/ 26 May 2000

Truly, madly, deeply in love at Cannes

There were many surprises at this year’s Cannes awards festival

Fiachra Gibbons

The controversial director Lars von Trier won the Palm d’Or in Cannes on Sunday night in the most flamboyant circumstances, insulting the head of the festival and assuring his leading lady – whom he called a “mad woman” only a fortnight ago – that he “loved her very much”.

Bjork, the Icelandic pop star whom he accused of eating her costume in a fit of rage on set, also won best actress for her portrayal of a blind woman who goes to the gallows for a crime she did not commit.

The bizarre musical, which climaxes with Bjork singing from the scaffold, had divided critics right down the middle, with Variety, the film industry bible, branding it “artistically bankrupt in every sense”.

Von Trier, 44 – who previously insulted Roman Polanski and, on winning a minor prize in the past, kicked his scroll into the audience – immediately took on Cannes chief, Gilles Jacob.

“He is a very nice man. I don’t know if he knows much about film, but he is a nice man,” he said.

Then, in an attempt to heal the rift with Bjork, he said: “Thank you very much Bjork. I know she doesn’t believe it, but if you ever meet her tell her I love her very much.”

The pair had walked up the famous red steps before the ceremony in a show of unity reminiscent of Charles and Diana at their most glacial. Bjork, wearing a pink and black liquorice allsorts dress with a large gold penguin dangling from her neck, looked deeply uncomfortable while Von Trier sweated a few feet away.

The other big shocks of the ceremony were the three prizes that went to Iranian film- makers.

After all the celebrity trivialities the Iranian director Samira Makhmalbaf – the youngest ever in the main competition at Cannes – made an impassioned and what could be for her a dangerous speech to remind us that there was a real world outside.

Her voice quivering and her head wrapped in a black scarf, she said: “This is hope in my homeland. I accept this prize to honour the heroic efforts of the young generation who struggle for democracy and the promise of a better future in Iran.”

Makhmalbaf, who shared the jury prize with Swedish veteran Roy Anderrson for her film The Blackboards, has never before been so open in her call for change in her homeland.

The other major winners were Wong Kar- Wai’s I’m In The Mood For Love, which won both best actor for Hong Kong star Tony Leung and the Grand Prix for artistic direction. Another surprise was the Grand Prix for the Chinese war epic Guizi Lai Le, which some critics have condemned as dull and boring until its shocking final 20 minutes.

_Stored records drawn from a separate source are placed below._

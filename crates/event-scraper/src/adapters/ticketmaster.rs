//! Ticketmaster event pages.

use std::sync::OnceLock;

use regex::Regex;
use scraper::Html;

use super::UrlParts;
use crate::extract::dom::{meta_property, text_by_class_or_id, text_by_class_pattern, time_datetimes};
use crate::types::Event;

const DOMAINS: &[&str] = &[
    "ticketmaster.com",
    "ticketmaster.ca",
    "ticketmaster.co.uk",
    "ticketmaster.ie",
    "ticketmaster.com.au",
    "ticketmaster.co.nz",
    "ticketmaster.com.mx",
    "ticketmaster.de",
    "ticketmaster.fr",
    "ticketmaster.es",
    "ticketmaster.it",
    "ticketmaster.nl",
    "ticketmaster.be",
    "ticketmaster.at",
    "ticketmaster.ch",
    "ticketmaster.dk",
    "ticketmaster.se",
    "ticketmaster.no",
    "ticketmaster.fi",
    "ticketmaster.pl",
    "ticketmaster.cz",
    "ticketmaster.co.za",
    "ticketmaster.ae",
];

pub(super) fn matches(url: &UrlParts) -> bool {
    url.host_is_any(DOMAINS)
}

fn title_class() -> &'static Regex {
    static RE: OnceLock<Regex> = OnceLock::new();
    RE.get_or_init(|| Regex::new(r"(?i)event.*title").expect("title class regex is valid"))
}

/// Event-title heading, else `og:title`; date from `<time>`, venue block.
pub(super) fn extract_dom(document: &Html, url: &str) -> Event {
    let mut event = Event::new(url);
    event.title = text_by_class_pattern(document, "h1", title_class())
        .or_else(|| meta_property(document, "og:title"));
    event.description = meta_property(document, "og:description");
    event.start = time_datetimes(document).into_iter().next();
    event.location = text_by_class_or_id(document, &["venue"], 3);
    event.images = meta_property(document, "og:image").into_iter().collect();
    event
}
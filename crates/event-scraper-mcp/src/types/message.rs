//! JSON-RPC 2.0 message types for the MCP protocol.

use serde::{Deserialize, Serialize};
use serde_json::Value;

/// JSON-RPC 2.0 protocol version.
pub const JSONRPC_VERSION: &str = "2.0";

/// Request identifier: string, number, or null.
#[derive(Debug, Clone, PartialEq, Eq, Hash, Serialize, Deserialize)]
#[serde(untagged)]
pub enum RequestId {
    String(String),
    Number(i64),
    Null,
}

impl std::fmt::Display for RequestId {
    fn fmt(&self, f: &mut std::fmt::Formatter<'_>) -> std::fmt::Result {
        match self {
            RequestId::String(s) => write!(f, "{s}"),
            RequestId::Number(n) => write!(f, "{n}"),
            RequestId::Null => write!(f, "null"),
        }
    }
}

/// A JSON-RPC 2.0 request message.
#[derive(Debug, Clone, Serialize, Deserialize)]
pub struct JsonRpcRequest {
    pub jsonrpc: String,
    pub id: RequestId,
    pub method: String,
    #[serde(default, skip_serializing_if = "Option::is_none")]
    pub params: Option<Value>,
}

/// A JSON-RPC 2.0 success response.
#[derive(Debug, Clone, Serialize, Deserialize)]
pub struct JsonRpcResponse {
    pub jsonrpc: String,
    pub id: RequestId,
    pub result: Value,
}

/// A JSON-RPC 2.0 error response.
#[derive(Debug, Clone, Serialize, Deserialize)]
pub struct JsonRpcError {
    pub jsonrpc: String,
    pub id: RequestId,
    pub error: JsonRpcErrorObject,
}

#[derive(Debug, Clone, Serialize, Deserialize)]
pub struct JsonRpcErrorObject {
    pub code: i32,
    pub message: String,
    #[serde(default, skip_serializing_if = "Option::is_none")]
    pub data: Option<Value>,
}

/// A JSON-RPC 2.0 notification (no id, no response expected).
#[derive(Debug, Clone, Serialize, Deserialize)]
pub struct JsonRpcNotification {
    pub jsonrpc: String,
    pub method: String,
    #[serde(default, skip_serializing_if = "Option::is_none")]
    pub params: Option<Value>,
}

/// Union type for any JSON-RPC message.
#[derive(Debug, Clone, Serialize, Deserialize)]
#[serde(untagged)]
pub enum JsonRpcMessage {
    Request(JsonRpcRequest),
    Response(JsonRpcResponse),
    Error(JsonRpcError),
    Notification(JsonRpcNotification),
}

impl JsonRpcResponse {
    pub fn new(id: RequestId, result: Value) -> Self {
        Self {
            jsonrpc: JSONRPC_VERSION.to_string(),
            id,
            result,
        }
    }
}
//! MCP capability negotiation during initialization.

use crate::types::{ClientCapabilities, InitializeParams, InitializeResult, MCP_VERSION};

/// Client capabilities and handshake state.
#[derive(Debug, Clone, Default)]
pub struct NegotiatedCapabilities {
    pub client: ClientCapabilities,
    pub client_name: Option<String>,
    pub initialized: bool,
}

impl NegotiatedCapabilities {
    /// Record the client's capabilities. Any protocol version is accepted;
    /// the server always answers with its own.
    pub fn negotiate(&mut self, params: InitializeParams) -> InitializeResult {
        if params.protocol_version != MCP_VERSION {
            tracing::warn!(
                "Client requested protocol version {}, server supports {}. Proceeding with server version.",
                params.protocol_version,
                MCP_VERSION
            );
        }

        tracing::info!(
            "Initialized with client: {} v{}",
            params.client_info.name,
            params.client_info.version
        );

        self.client = params.capabilities;
        self.client_name = Some(params.client_info.name);

        InitializeResult::default_result()
    }

    pub fn mark_initialized(&mut self) {
        self.initialized = true;
        tracing::info!("MCP handshake complete");
    }
}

It was not a good night for Hollywood, with only Neil LaBute’s comedy, Nurse Betty, winning best screen play. Veteran James Caan told the night’s best joke to a completely silenced auditorium: “Whoever named Cannes, the world’s top film festival, after me: thank you very much, I am very grateful.”

Away from last night’s awards, a British film about a miner’s son who dreams of being a ballet dancer became the expected audience hit of the festival.

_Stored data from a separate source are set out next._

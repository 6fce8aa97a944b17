//! MCP protocol handling: JSON-RPC dispatch, handshake, validation.

pub mod handler;
pub mod negotiation;
pub mod validator;

pub use handler::ProtocolHandler;
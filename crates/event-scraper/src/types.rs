//! Core data types: the normalized event record and the pipeline result.

use std::fmt;
use std::str::FromStr;

use serde::{Deserialize, Deserializer, Serialize, Serializer};
use serde_json::Value;

use crate::adapters::SiteAdapter;

/// A normalized event record.
///
/// Every field except `source_url` is optional; values are kept verbatim
/// from the page (no currency, date or status normalization).
#[derive(Debug, Clone, PartialEq, Serialize, Deserialize)]
pub struct Event {
    pub source_url: String,
    pub title: Option<String>,
    pub description: Option<String>,
    /// ISO-8601 start, as written by the page.
    pub start: Option<String>,
    pub end: Option<String>,
    /// Human-readable location line.
    pub location: Option<String>,
    /// Structured location object from schema.org data, untouched.
    pub raw_location: Option<Value>,
    pub price: Option<String>,
    pub currency: Option<String>,
    pub organizer: Option<String>,
    /// schema.org `eventStatus`, e.g. `https://schema.org/EventScheduled`.
    pub status: Option<String>,
    pub event_attendance_mode: Option<String>,
    #[serde(default)]
    pub images: Vec<String>,
    /// The full schema.org Event object when one was found.
    pub raw_structured_data: Option<Value>,
}

impl Event {
    /// An event carrying only its source URL.
    pub fn new(source_url: impl Into<String>) -> Self {
        Self {
            source_url: source_url.into(),
            title: None,
            description: None,
            start: None,
            end: None,
            location: None,
            raw_location: None,
            price: None,
            currency: None,
            organizer: None,
            status: None,
            event_attendance_mode: None,
            images: Vec::new(),
            raw_structured_data: None,
        }
    }

    pub fn has_title(&self) -> bool {
        present(&self.title)
    }

    pub fn has_start(&self) -> bool {
        present(&self.start)
    }

    pub fn has_location(&self) -> bool {
        present(&self.location)
    }

    /// At least one of title, start or location is present.
    pub fn has_substance(&self) -> bool {
        self.has_title() || self.has_start() || self.has_location()
    }

    /// No field besides `source_url` carries a value.
    pub fn is_empty(&self) -> bool {
        !self.has_substance()
            && !present(&self.description)
            && !present(&self.end)
            && self.raw_location.is_none()
            && !present(&self.price)
            && !present(&self.currency)
            && !present(&self.organizer)
            && !present(&self.status)
            && !present(&self.event_attendance_mode)
            && self.images.is_empty()
            && self.raw_structured_data.is_none()
    }

    /// A new event with this event's empty text fields and image list filled
    /// from `other`. Fields already present are kept.
    pub fn backfilled_from(self, other: &Event) -> Event {
        Event {
            title: or_from(self.title, &other.title),
            description: or_from(self.description, &other.description),
            start: or_from(self.start, &other.start),
            end: or_from(self.end, &other.end),
            location: or_from(self.location, &other.location),
            price: or_from(self.price, &other.price),
            currency: or_from(self.currency, &other.currency),
            organizer: or_from(self.organizer, &other.organizer),
            images: if self.images.is_empty() {
                other.images.clone()
            } else {
                self.images
            },
            ..self
        }
    }
}

fn present(field: &Option<String>) -> bool {
    field.as_deref().is_some_and(|s| !s.trim().is_empty())
}

fn or_from(own: Option<String>, other: &Option<String>) -> Option<String> {
    if present(&own) {
        own
    } else if present(other) {
        other.clone()
    } else {
        own
    }
}

/// Which strategy produced an [`ExtractionResult`].
///
/// Serialized as a flat string tag; downstream risk scoring and metrics key
/// off these exact values.
#[derive(Debug, Clone, Copy, PartialEq, Eq, Hash)]
pub enum ExtractionMethod {
    /// A platform adapter accepted on the static pass.
    Adapter(SiteAdapter),
    /// Generic structured/heuristic extraction accepted on the static pass.
    GenericStatic,
    /// Re-extraction of rendered markup found something.
    GenericRendered,
    /// Rendering succeeded but nothing of substance was extracted.
    RenderedEmpty,
    /// A fetch stage failed.
    Failed,
}

impl ExtractionMethod {
    pub fn as_str(&self) -> &'static str {
        match self {
            ExtractionMethod::Adapter(adapter) => adapter.id(),
            ExtractionMethod::GenericStatic => "generic-static",
            ExtractionMethod::GenericRendered => "generic-rendered",
            ExtractionMethod::RenderedEmpty => "rendered-empty",
            ExtractionMethod::Failed => "failed",
        }
    }
}

impl fmt::Display for ExtractionMethod {
    fn fmt(&self, f: &mut fmt::Formatter<'_>) -> fmt::Result {
        f.write_str(self.as_str())
    }
}

impl FromStr for ExtractionMethod {
    type Err = String;

    fn from_str(s: &str) -> Result<Self, Self::Err> {
        match s {
            "generic-static" => Ok(ExtractionMethod::GenericStatic),
            "generic-rendered" => Ok(ExtractionMethod::GenericRendered),
            "rendered-empty" => Ok(ExtractionMethod::RenderedEmpty),
            "failed" => Ok(ExtractionMethod::Failed),
            other => SiteAdapter::from_id(other)
                .map(ExtractionMethod::Adapter)
                .ok_or_else(|| format!("unknown extraction method: {other}")),
        }
    }
}

impl Serialize for ExtractionMethod {
    fn serialize<S: Serializer>(&self, serializer: S) -> Result<S::Ok, S::Error> {
        serializer.serialize_str(self.as_str())
    }
}

impl<'de> Deserialize<'de> for ExtractionMethod {
    fn deserialize<D: Deserializer<'de>>(deserializer: D) -> Result<Self, D::Error> {
        let s = String::deserialize(deserializer)?;
        s.parse().map_err(serde::de::Error::custom)
    }
}

/// The outcome of one `extract` call. Always well-formed, even on failure.
#[derive(Debug, Clone, PartialEq, Serialize, Deserialize)]
pub struct ExtractionResult {
    pub event: Event,
    #[serde(rename = "scrape_method")]
    pub method: ExtractionMethod,
    /// Why a fetch stage failed; only set when `method` is `failed`.
    #[serde(default, skip_serializing_if = "Option::is_none")]
    pub error: Option<String>,
}

impl ExtractionResult {
    pub fn new(event: Event, method: ExtractionMethod) -> Self {
        Self {
            event,
            method,
            error: None,
        }
    }

    /// A failure result carrying only the source URL.
    pub fn failed(source_url: impl Into<String>, error: impl fmt::Display) -> Self {
        Self {
            event: Event::new(source_url),
            method: ExtractionMethod::Failed,
            error: Some(error.to_string()),
        }
    }

    pub fn is_failed(&self) -> bool {
        self.method == ExtractionMethod::Failed
    }
}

Dancer is a tearjerker about a motherless boy from a Durham pit village who defies his father’s wishes that he become a boxer only to win him back when he is accepted by the Royal Ballet.

Audiences sobbed and cheered when it was shown at the close of the Director’s Fortnight section of the festival. Although it was beaten to the main prize by Girlfight, an American film about women’s boxing, it emerged as favourite for the audience award. Last year’s winner was East Is East, the low-budget British comedy which became a box office sensation.

Dancer, written by Lee Hall, the award- winning playwright of Spoonface Steinberg fame, and starring Julie Walters as a razor-tongued ballet mistress, is a comedy of gender and class.

That its debut director, Stephen Daldry, should have chosen to make such an obviously commercial crowd-pleaser caught many critics unawares.

As with East Is East, several British critics have been sniffy about how Dancer shamelessly milks every northern film cliche from Kes to Brassed Off for sentimental effect, but others could not get enough of it.